Lo sharenting è un fenomeno, non da ora, all’attenzione del Garante soprattutto per i rischi che comporta sull’identità digitale del minore e, quindi, sulla corretta formazione della sua personalità – ha spiegato, il Garante per la privacy Pasquale Stanzione – inoltre, tutte le volte in cui la diffusione delle immagini del minore, non sia da questi condivisa rischia di creare tensioni anche importanti nel rapporto tra genitori e figli. È necessario rendere gli adulti consapevoli dei pregiudizi cui l’esposizione delle foto dei figli in Rete (e quindi tendenzialmente per sempre) può esporli anche in termini di utilizzo delle immagini a fini pedopornografici, ritorsivi o, comunque, impropri da parte di terzi. Per questo l’Autorità, già con la scorsa Relazione annuale, ha proposto di estendere a questi casi la particolare tutela assicurata dal Garante sul terreno del cyberbullismo”. Ossia quello di estendere a questi casi la tutela prevista dalla Legge 71/2017 che consente ai minori di chiedere la rimozione di contenuti a loro riferiti.
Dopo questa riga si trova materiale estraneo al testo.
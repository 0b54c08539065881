use serde::Deserialize;

use crate::library::Track;

/// Tag fields a rule can render. The vocabulary is fixed.
#[derive(Debug, Copy, Clone, PartialEq, Eq, Deserialize)]
#[serde(rename_all = "lowercase")]
pub enum LogicalField {
    #[serde(alias = "GENRE")]
    Genre,
    #[serde(alias = "ARTIST")]
    Artist,
    #[serde(alias = "ALBUM")]
    Album,
    #[serde(alias = "TRACK")]
    Track,
    #[serde(alias = "TITLE")]
    Title,
}

impl LogicalField {
    /// Raw (unsanitized) value of this field on `track`.
    pub fn value(self, track: &Track) -> Option<&str> {
        match self {
            LogicalField::Genre => track.genre_description.as_deref(),
            LogicalField::Artist => track.artist.as_deref(),
            LogicalField::Album => track.album.as_deref(),
            LogicalField::Track => track.track.as_deref(),
            LogicalField::Title => track.title.as_deref(),
        }
    }
}

#[derive(Debug, Copy, Clone, Default, PartialEq, Eq, Deserialize)]
#[serde(rename_all = "lowercase")]
pub enum FieldMode {
    /// Sanitized value, or the default when nothing survives sanitizing.
    #[default]
    Default,
    /// Like `Default`, but preceded by an upper-case group letter.
    Group,
    /// First run of digits in the value, optionally zero padded.
    Numeric,
    /// Lookup in the rule's fixed value table.
    Value,
}

#[derive(Debug, Clone, PartialEq, Eq, Deserialize)]
pub struct FixedValue {
    pub from: String,
    pub to: String,
}

/// One entry of the naming rule table.
#[derive(Debug, Clone, PartialEq, Eq, Deserialize)]
pub struct FieldRule {
    pub field: LogicalField,
    #[serde(default)]
    pub mode: FieldMode,
    #[serde(default)]
    pub default: Option<String>,
    #[serde(default)]
    pub prefix: Option<String>,
    #[serde(default)]
    pub suffix: Option<String>,
    /// Used by `FieldMode::Value`.
    #[serde(default)]
    pub values: Vec<FixedValue>,
    /// Zero-pad width for `FieldMode::Numeric`.
    #[serde(default)]
    pub width: Option<usize>,
}

impl FieldRule {
    pub fn new(field: LogicalField, mode: FieldMode) -> Self {
        Self {
            field,
            mode,
            default: None,
            prefix: None,
            suffix: None,
            values: Vec::new(),
            width: None,
        }
    }

    pub fn with_default(mut self, default: &str) -> Self {
        self.default = Some(default.to_string());
        self
    }

    pub fn with_prefix(mut self, prefix: &str) -> Self {
        self.prefix = Some(prefix.to_string());
        self
    }

    pub fn with_suffix(mut self, suffix: &str) -> Self {
        self.suffix = Some(suffix.to_string());
        self
    }

    pub fn with_width(mut self, width: usize) -> Self {
        self.width = Some(width);
        self
    }

    pub fn with_value(mut self, from: &str, to: &str) -> Self {
        self.values.push(FixedValue {
            from: from.to_string(),
            to: to.to_string(),
        });
        self
    }

    pub fn lookup(&self, raw: &str) -> Option<&str> {
        self.values
            .iter()
            .find(|v| v.from == raw)
            .map(|v| v.to.as_str())
    }
}

/// The built-in table: `/<genre>/<letter>/<artist>/<album>/<nnn>.<title>.mp3`.
pub fn default_rules() -> Vec<FieldRule> {
    vec![
        FieldRule::new(LogicalField::Genre, FieldMode::Value)
            .with_prefix("/")
            .with_default("Music")
            .with_value("Podcast", "Podcast")
            .with_value("Soundtrack", "Soundtrack")
            .with_value("Audiobook", "Audiobook"),
        FieldRule::new(LogicalField::Artist, FieldMode::Group)
            .with_prefix("/")
            .with_default("_no_artist_"),
        FieldRule::new(LogicalField::Album, FieldMode::Default)
            .with_prefix("/")
            .with_default("_no_album_"),
        FieldRule::new(LogicalField::Track, FieldMode::Numeric)
            .with_prefix("/")
            .with_width(3),
        FieldRule::new(LogicalField::Title, FieldMode::Default)
            .with_prefix(".")
            .with_suffix(".mp3")
            .with_default("_no_title_"),
    ]
}
const UMLAUTS: [(char, &str); 7] = [
    ('ä', "ae"),
    ('ö', "oe"),
    ('ü', "ue"),
    ('ß', "ss"),
    ('Ä', "Ae"),
    ('Ö', "Oe"),
    ('Ü', "Ue"),
];

/// Reduce a tag value to a path-safe camel-case token.
///
/// Umlauts are transliterated, every space separated word is title-cased with
/// parentheses dropped, the words are glued together and anything that is not
/// an ASCII letter or digit is removed: `"Über (Live) set!"` → `"UeberLiveSet"`.
pub fn clear_string(value: &str) -> String {
    let mut spelled = String::with_capacity(value.len());
    for c in value.chars() {
        match UMLAUTS.iter().find(|(u, _)| *u == c) {
            Some((_, ascii)) => spelled.push_str(ascii),
            None => spelled.push(c),
        }
    }

    let camel: String = spelled.to_lowercase().split(' ').map(title_case).collect();

    camel.chars().filter(char::is_ascii_alphanumeric).collect()
}

fn title_case(word: &str) -> String {
    let word: String = word.chars().filter(|c| *c != '(' && *c != ')').collect();
    let mut chars = word.chars();
    match chars.next() {
        Some(first) => first.to_uppercase().chain(chars).collect(),
        None => String::new(),
    }
}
Carla Garlatti, dal 2020 Autorità garante per l’infanzia e l’adolescenza, ha sollecitato più volte sia il governo Draghi che quello di Giorgia Meloni a intervenire sulla questione: “Purtroppo non c’è abbastanza sensibilità verso i giovani – sottolinea – sullo sharenting sto insistendo e investendo molto in tutte le occasioni pubbliche. Ormai i ragazzi pensano che una cosa esista solo se viene postata. Una ricerca americana chiarisce che il 50% delle foto che circolano sui social pedopornografici sono state originariamente pubblicate proprio dai genitori”. Anche il fenomeno dei baby influencer è ovviamente nel mirino dell’Autorità, che vuole in tutti i modi arginarlo: “Online si riescono a fare manipolazioni incredibili – spiega Garlatti – nel tavolo costituito durante il governo Draghi con il ministero della Giustizia, guidato dal sottosegretario Anna Macina, avevamo previsto la possibilità del minore di chiedere la rimozione della sua immagine una volta compiuti i 14 anni, estendendo quanto già previsto nelle norme contro il cyberbullismo. La nostra proposta, all’interno di una molto più articolata, prevede di introdurre norme che vincolino i profitti effettuati attraverso questi bambini”.